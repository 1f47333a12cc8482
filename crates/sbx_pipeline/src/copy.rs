use sbx_core::cellsets::prefix_sample_keys;
use sbx_core::naming::{map_environment, prefixed, BucketRole, Environment};
use sbx_core::params_hash::pipeline_params_hash;
use sbx_core::record::AttrValue;
use sbx_core::remap::{remap_item, RemapError, TableRole};
use sbx_core::report::CopyReport;
use serde_json::Value;

use crate::adapters::{ObjectStore, RecordStore};
use crate::config::SandboxConfig;
use crate::error::PipelineError;

/// One copy-pipeline invocation: which experiments to copy, under which
/// sandbox namespace, and between which environments.
#[derive(Debug, Clone, PartialEq, Eq)]
pub struct CopyRequest {
    pub experiments: Vec<String>,
    pub sandbox_id: String,
    pub origin: Environment,
    pub destination: Environment,
    /// Platform username granted write access on copied experiment records.
    pub grantee: Option<String>,
}

/// Progress notifications emitted while the pipeline runs. The caller
/// decides how to render them; the pipeline itself never prints.
#[derive(Debug, Clone, PartialEq, Eq)]
pub enum CopyEvent {
    BucketStarted {
        source: String,
        target: String,
    },
    ObjectCopied {
        bucket: String,
        key: String,
    },
    ObjectSkipped {
        bucket: String,
        key: String,
    },
    ObjectFailed {
        bucket: String,
        key: String,
        message: String,
    },
    TableStarted {
        source: String,
        target: String,
    },
    RecordsWritten {
        table: String,
        experiment: String,
        count: usize,
    },
    RecordFailed {
        table: String,
        experiment: String,
        message: String,
    },
    HashRecomputed {
        experiment: String,
    },
}

/// Copy the requested experiments from the origin environment into the
/// destination environment under the sandbox namespace.
///
/// The pass is strictly sequential: every source bucket is listed, diffed
/// and copied per experiment, then every source table is remapped and
/// written, then the parameter hash of each copied experiment is
/// recomputed. Per-object and per-record failures are reported and skipped;
/// listing failures and empty source prefixes abort the run.
pub fn copy_experiments(
    objects: &impl ObjectStore,
    records: &impl RecordStore,
    config: &SandboxConfig,
    request: &CopyRequest,
    on_event: &mut dyn FnMut(CopyEvent),
) -> Result<CopyReport, PipelineError> {
    let mut report = CopyReport::default();

    copy_storage_objects(objects, records, config, request, &mut report, on_event)?;
    copy_table_records(records, config, request, &mut report, on_event)?;
    recompute_parameter_hashes(records, config, request, &mut report, on_event)?;

    Ok(report)
}

fn copy_storage_objects(
    objects: &impl ObjectStore,
    records: &impl RecordStore,
    config: &SandboxConfig,
    request: &CopyRequest,
    report: &mut CopyReport,
    on_event: &mut dyn FnMut(CopyEvent),
) -> Result<(), PipelineError> {
    for source_bucket in &config.source_buckets {
        let target_bucket = map_environment(source_bucket, request.origin, request.destination);
        let role = BucketRole::from_name(source_bucket);
        on_event(CopyEvent::BucketStarted {
            source: source_bucket.clone(),
            target: target_bucket.clone(),
        });

        for experiment_id in &request.experiments {
            // originals buckets are keyed by project, not experiment
            let prefix = match role {
                BucketRole::Originals => {
                    experiment_project_id(records, config, request.origin, experiment_id)?
                }
                _ => experiment_id.clone(),
            };

            copy_bucket_prefix(
                objects,
                &request.sandbox_id,
                &prefix,
                source_bucket,
                &target_bucket,
                role,
                report,
                on_event,
            )?;
        }
    }

    Ok(())
}

#[allow(clippy::too_many_arguments)]
fn copy_bucket_prefix(
    objects: &impl ObjectStore,
    sandbox_id: &str,
    prefix: &str,
    source_bucket: &str,
    target_bucket: &str,
    role: BucketRole,
    report: &mut CopyReport,
    on_event: &mut dyn FnMut(CopyEvent),
) -> Result<(), PipelineError> {
    let location = format!("{source_bucket}/{prefix}");
    let listed = objects
        .list_objects(source_bucket, prefix)
        .map_err(|message| PipelineError::listing(&location, message))?;
    if listed.is_empty() {
        return Err(PipelineError::EmptySource { location });
    }

    for object in listed {
        let target_key = sbx_core::naming::remap_object_key(&object.key, sandbox_id, role);

        if definitely_equal(objects, target_bucket, &target_key, &object.etag) {
            report
                .skipped_objects
                .push(format!("{target_bucket}/{target_key}"));
            on_event(CopyEvent::ObjectSkipped {
                bucket: target_bucket.to_string(),
                key: target_key,
            });
            continue;
        }

        let outcome = if role == BucketRole::CellSets {
            copy_cell_sets_object(
                objects,
                sandbox_id,
                source_bucket,
                &object.key,
                target_bucket,
                &target_key,
            )
        } else {
            objects.copy_object(source_bucket, &object.key, target_bucket, &target_key)
        };

        match outcome {
            Ok(()) => {
                report
                    .copied_objects
                    .push(format!("{target_bucket}/{target_key}"));
                on_event(CopyEvent::ObjectCopied {
                    bucket: target_bucket.to_string(),
                    key: target_key,
                });
            }
            Err(message) => {
                report.record_failure(format!("{source_bucket}/{}", object.key), &message);
                on_event(CopyEvent::ObjectFailed {
                    bucket: source_bucket.to_string(),
                    key: object.key.clone(),
                    message,
                });
            }
        }
    }

    Ok(())
}

/// Only a confirmed entity-tag match counts as equal; any failure reaching
/// the destination (including "not found") means the copy must happen.
/// False negatives cost a redundant copy, false positives would lose data.
fn definitely_equal(objects: &impl ObjectStore, bucket: &str, key: &str, etag: &str) -> bool {
    objects.head_matches(bucket, key, etag).unwrap_or(false)
}

/// Cell-sets documents are not byte-copied: the JSON is deserialized, sample
/// keys are moved under the sandbox namespace, and the result is written to
/// the destination.
fn copy_cell_sets_object(
    objects: &impl ObjectStore,
    sandbox_id: &str,
    source_bucket: &str,
    source_key: &str,
    target_bucket: &str,
    target_key: &str,
) -> Result<(), String> {
    let body = objects.get_object(source_bucket, source_key)?;
    let mut document: Value = serde_json::from_slice(&body)
        .map_err(|error| format!("invalid cell-sets document: {error}"))?;
    prefix_sample_keys(sandbox_id, &mut document).map_err(|error| error.to_string())?;
    let rewritten = serde_json::to_vec(&document)
        .map_err(|error| format!("failed to reserialize cell-sets document: {error}"))?;
    objects.put_object(target_bucket, target_key, &rewritten)
}

fn copy_table_records(
    records: &impl RecordStore,
    config: &SandboxConfig,
    request: &CopyRequest,
    report: &mut CopyReport,
    on_event: &mut dyn FnMut(CopyEvent),
) -> Result<(), PipelineError> {
    for source_table in &config.source_tables {
        let target_table = map_environment(source_table, request.origin, request.destination);
        let role = config
            .table_role(&target_table)
            .ok_or_else(|| RemapError::UnknownTable(target_table.clone()))?;
        on_event(CopyEvent::TableStarted {
            source: source_table.clone(),
            target: target_table.clone(),
        });

        match role {
            TableRole::Projects => copy_project_records(
                records,
                config,
                request,
                source_table,
                &target_table,
                report,
                on_event,
            )?,
            _ => copy_partitioned_records(
                records,
                request,
                role,
                source_table,
                &target_table,
                report,
                on_event,
            )?,
        }
    }

    Ok(())
}

fn copy_partitioned_records(
    records: &impl RecordStore,
    request: &CopyRequest,
    role: TableRole,
    source_table: &str,
    target_table: &str,
    report: &mut CopyReport,
    on_event: &mut dyn FnMut(CopyEvent),
) -> Result<(), PipelineError> {
    // write access is granted on the experiment record only
    let grantee = match role {
        TableRole::Experiments => request.grantee.as_deref(),
        _ => None,
    };

    for experiment_id in &request.experiments {
        let items = records
            .query_by_experiment(source_table, experiment_id)
            .map_err(|message| {
                PipelineError::listing(format!("{source_table}/{experiment_id}"), message)
            })?;

        let mut remapped = Vec::with_capacity(items.len());
        for item in &items {
            remapped.push(remap_item(role, item, &request.sandbox_id, grantee)?);
        }
        if remapped.is_empty() {
            continue;
        }

        match records.batch_put(target_table, &remapped) {
            Ok(()) => {
                report.copied_records += remapped.len();
                on_event(CopyEvent::RecordsWritten {
                    table: target_table.to_string(),
                    experiment: experiment_id.clone(),
                    count: remapped.len(),
                });
            }
            Err(message) => {
                report.record_failure(format!("{target_table}/{experiment_id}"), &message);
                on_event(CopyEvent::RecordFailed {
                    table: target_table.to_string(),
                    experiment: experiment_id.clone(),
                    message,
                });
            }
        }
    }

    Ok(())
}

fn copy_project_records(
    records: &impl RecordStore,
    config: &SandboxConfig,
    request: &CopyRequest,
    source_table: &str,
    target_table: &str,
    report: &mut CopyReport,
    on_event: &mut dyn FnMut(CopyEvent),
) -> Result<(), PipelineError> {
    for experiment_id in &request.experiments {
        let project_id = experiment_project_id(records, config, request.origin, experiment_id)?;
        let location = format!("{source_table}/{project_id}");

        let item = records
            .get_item(source_table, "projectUuid", &project_id)
            .map_err(|message| PipelineError::record(&location, message))?
            .ok_or_else(|| PipelineError::record(&location, "project record not found"))?;

        let remapped = remap_item(TableRole::Projects, &item, &request.sandbox_id, None)?;

        match records.put_item(target_table, &remapped) {
            Ok(()) => {
                report.copied_records += 1;
                on_event(CopyEvent::RecordsWritten {
                    table: target_table.to_string(),
                    experiment: experiment_id.clone(),
                    count: 1,
                });
            }
            Err(message) => {
                report.record_failure(&location, &message);
                on_event(CopyEvent::RecordFailed {
                    table: target_table.to_string(),
                    experiment: experiment_id.clone(),
                    message,
                });
            }
        }
    }

    Ok(())
}

/// After the copy, recompute the parameter hash of each copied experiment
/// from the destination records and write it back, so the downstream
/// pipeline treats the copy as already processed.
fn recompute_parameter_hashes(
    records: &impl RecordStore,
    config: &SandboxConfig,
    request: &CopyRequest,
    report: &mut CopyReport,
    on_event: &mut dyn FnMut(CopyEvent),
) -> Result<(), PipelineError> {
    let experiments_table = config.experiments_table(request.destination)?;
    let projects_table = config.projects_table(request.destination)?;
    let samples_table = config.samples_table(request.destination)?;

    for experiment_id in &request.experiments {
        let copied_id = prefixed(&request.sandbox_id, experiment_id);

        let experiment = required_item(records, experiments_table, "experimentId", &copied_id)?;
        let project_ref = experiment
            .get("projectId")
            .and_then(AttrValue::as_s)
            .ok_or_else(|| {
                PipelineError::record(
                    format!("{experiments_table}/{copied_id}"),
                    "copied experiment has no projectId",
                )
            })?
            .to_string();

        let project_item = required_item(records, projects_table, "projectUuid", &project_ref)?;
        let project = project_item
            .get("projects")
            .and_then(AttrValue::as_m)
            .ok_or_else(|| {
                PipelineError::record(
                    format!("{projects_table}/{project_ref}"),
                    "project record has no projects map",
                )
            })?;

        let samples_item = required_item(records, samples_table, "experimentId", &copied_id)?;
        let samples = samples_item
            .get("samples")
            .and_then(AttrValue::as_m)
            .ok_or_else(|| {
                PipelineError::record(
                    format!("{samples_table}/{copied_id}"),
                    "sample collection has no samples map",
                )
            })?;

        let hash = pipeline_params_hash(&experiment, project, samples)?;
        records
            .update_params_hash(experiments_table, &copied_id, &hash)
            .map_err(|message| {
                PipelineError::record(format!("{experiments_table}/{copied_id}"), message)
            })?;

        report.rehashed_experiments.push(copied_id.clone());
        on_event(CopyEvent::HashRecomputed {
            experiment: copied_id,
        });
    }

    Ok(())
}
----
Goal of the exercise: Of the lines above, copy each that contains "BucketRole".

Written reply:
use sbx_core::naming::{map_environment, prefixed, BucketRole, Environment};
        let role = BucketRole::from_name(source_bucket);
                BucketRole::Originals => {
    role: BucketRole,
        let outcome = if role == BucketRole::CellSets {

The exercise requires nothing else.